WASHINGTON -- Paul Ryan said when he became Speaker in October he wanted to open up the legislative process to give lawmakers a chance to offer controversial proposals -- even if that meant some bills would fail on the House floor.
Not eight months later, Ryan is changing his tune.
During a closed-door meeting with House Republicans on Wednesday, Ryan proposed altering the floor process for appropriations bills. Typically -- under former Speaker John Boehner, at least -- appropriations bills came to the floor under what is known as an open rule. That meant anyone could offer an amendment to the legislation and get a vote. (The Legislative Branch appropriations bill was an exception, as leaders wanted to ensure that members don't have to take controversial votes on pay raises or decreases for themselves.)
But now Ryan wants to bring other spending measures to the floor under the same sort of "structured rule" as the Legislative Branch bill.
"Unfortunately, last week it became clear that we can’t continue to do open rules on appropriations bills when the Democrats add poison pill amendments and then won’t vote for passage," a leadership aide told The Huffington Post, referring to a proposal which ensured that people who work for government contractors can’t be fired for being lesbian, gay, bisexual or transgender.
That amendment, which Sean Patrick Maloney (D-N.Y.) authored, was added to an energy and water spending measure, causing Republicans to sink the bill on the floor.
And with Democrats looking poised to do the same with other spending bills, GOP leadership thinks the process has to change -- and most Republicans agree.
Republicans in the private meeting clapped when Ryan offered his proposal to end open rules.
"It's hard to blame him for ratcheting down on our rights when our membership applauds when he does it," Rep. Thomas Massie (R-Ky.) told HuffPost. "It felt almost surreal."
Massie was not one of those members clapping. He's against the move to structured rules, calling it "a change in course back toward the old ways of controlling everything that happens on the floor." Massie thinks it's less about protecting Republicans from Democratic amendments than it is about safeguarding moderates from conservative proposals.
But Massie appears to be in the minority. "A lot members want the old paternalistic system," he said. Even the conservative House Freedom Caucus looks like it could get onboard.
It didn't take too long for Speaker Ryan to change his tune about having an open process where democracy could flourish
HFC Chairman Jim Jordan (R-Ohio) told HuffPost on Wednesday that conservatives were "a little concerned" about the shift, but they were balancing those concerns against the House being unable to pass any appropriations bills because of poison pills.
"If conservative Republican amendments are made in order, that's the focus for us," Jordan said.
Rep. Mo Brooks (R-Ala.), another conservative member of the Freedom Caucus, said he retained the right to vote against a rule if he disagreed with it. "If the rules process is used as a mechanism to deprive members of the ability to propose amendments that are substantive and are related to the subject matter of the legislation, well that's one thing," he said.

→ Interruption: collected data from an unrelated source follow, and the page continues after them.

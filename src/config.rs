//! Price table sourcing.
//!
//! The table lives outside the application, either as one JSON document or
//! as a secrets-style TOML file whose `[precios]` entries are JSON
//! documents. Whichever the source, the table is validated before it is
//! handed to the calculator; a bad file blocks quoting entirely.

use std::fs;
use std::path::Path;

use serde::Deserialize;
use tracing::{error, info};

use crate::error::ConfigError;
use crate::pricing::models::{CivilWeddingRates, DistanceSurcharge, FullWeddingRates, PriceTable};

/// Environment variable naming the price table file.
pub const PRICING_FILE_ENV: &str = "PRICING_FILE";

/// Load the price table from the file named by `PRICING_FILE`.
///
/// A `.env` file in the working directory is honored. This is the session
/// entry point: call it once at startup and halt on error before showing
/// any form.
pub fn price_table_from_env() -> Result<PriceTable, ConfigError> {
    dotenvy::dotenv().ok();
    let path = std::env::var(PRICING_FILE_ENV).map_err(|_| ConfigError::NotConfigured)?;
    load_price_table(Path::new(&path))
}

/// Load and validate the price table at `path`.
///
/// `.toml` files are read in the secrets layout (a `[precios]` table whose
/// values are JSON documents); anything else is parsed as one JSON document
/// with `boda_completa`, `boda_civil` and `suplemento_distancia` sections.
pub fn load_price_table(path: &Path) -> Result<PriceTable, ConfigError> {
    let raw = fs::read_to_string(path).map_err(|source| ConfigError::Read {
        path: path.to_path_buf(),
        source,
    })?;

    let table = if path.extension().is_some_and(|ext| ext == "toml") {
        parse_secrets_toml(path, &raw)?
    } else {
        serde_json::from_str(&raw).map_err(|e| parse_error(path, "price table", e))?
    };

    if let Err(errors) = table.validate() {
        error!(path = %path.display(), findings = errors.len(), "price table rejected");
        return Err(ConfigError::Invalid {
            path: path.to_path_buf(),
            errors,
        });
    }

    info!(path = %path.display(), "price table loaded");
    Ok(table)
}

/// Secrets layout: each pricing section is a JSON document stored as a
/// string value under `[precios]`, exactly as the hosted secrets store
/// keeps them.
#[derive(Debug, Deserialize)]
struct SecretsFile {
    precios: PreciosSecrets,
}

#[derive(Debug, Deserialize)]
struct PreciosSecrets {
    boda_completa: String,
    boda_civil: String,
    suplemento_distancia: String,
}

fn parse_secrets_toml(path: &Path, raw: &str) -> Result<PriceTable, ConfigError> {
    let secrets: SecretsFile =
        toml::from_str(raw).map_err(|e| parse_error(path, "secrets file", e))?;

    let boda_completa: FullWeddingRates = serde_json::from_str(&secrets.precios.boda_completa)
        .map_err(|e| parse_error(path, "precios.boda_completa", e))?;
    let boda_civil: CivilWeddingRates = serde_json::from_str(&secrets.precios.boda_civil)
        .map_err(|e| parse_error(path, "precios.boda_civil", e))?;
    let suplemento_distancia: DistanceSurcharge =
        serde_json::from_str(&secrets.precios.suplemento_distancia)
            .map_err(|e| parse_error(path, "precios.suplemento_distancia", e))?;

    Ok(PriceTable {
        boda_completa,
        boda_civil,
        suplemento_distancia,
    })
}

fn parse_error(path: &Path, context: &str, e: impl std::fmt::Display) -> ConfigError {
    ConfigError::Parse {
        path: path.to_path_buf(),
        message: format!("{}: {}", context, e),
    }
}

But Brooks doesn't see much of a distinction between appropriations bills and other pieces of legislation, which are almost always brought to the floor using a rule that makes some amendments in order and not others.
Democrats, for their part, suggested this was less about preventing controversial amendments from their side more about protecting moderates from divisions within the Republican party.
"I guess it didn't take too long for Speaker Ryan to change his tune about having an open process where democracy could flourish on the floor of the House," said Rep. Xavier Becerra (Calif.), chairman of the Democratic Caucus, Wednesday. "My sense is this is a reaction to his own caucus, and his inability to get his members in the Republican conference to work as a team."
"So much for the people's House having an opportunity to debate openly bills and amendments on the floor," Becerra added.
As for Massie, he said the first test whether this was just about stopping Democratic amendments would come this week, when the Rules Committee decides whether it will give floor time to an amendment of his that would defund the so-called post-speaker office.
Massie and Rep. Walter Jones (R-N.C.) have been leading the charge to defund the office, which grants former speakers a healthy budget for five years to wrap up some work.
"If they allow a vote on that amendment," Massie said, "I may have to eat my words."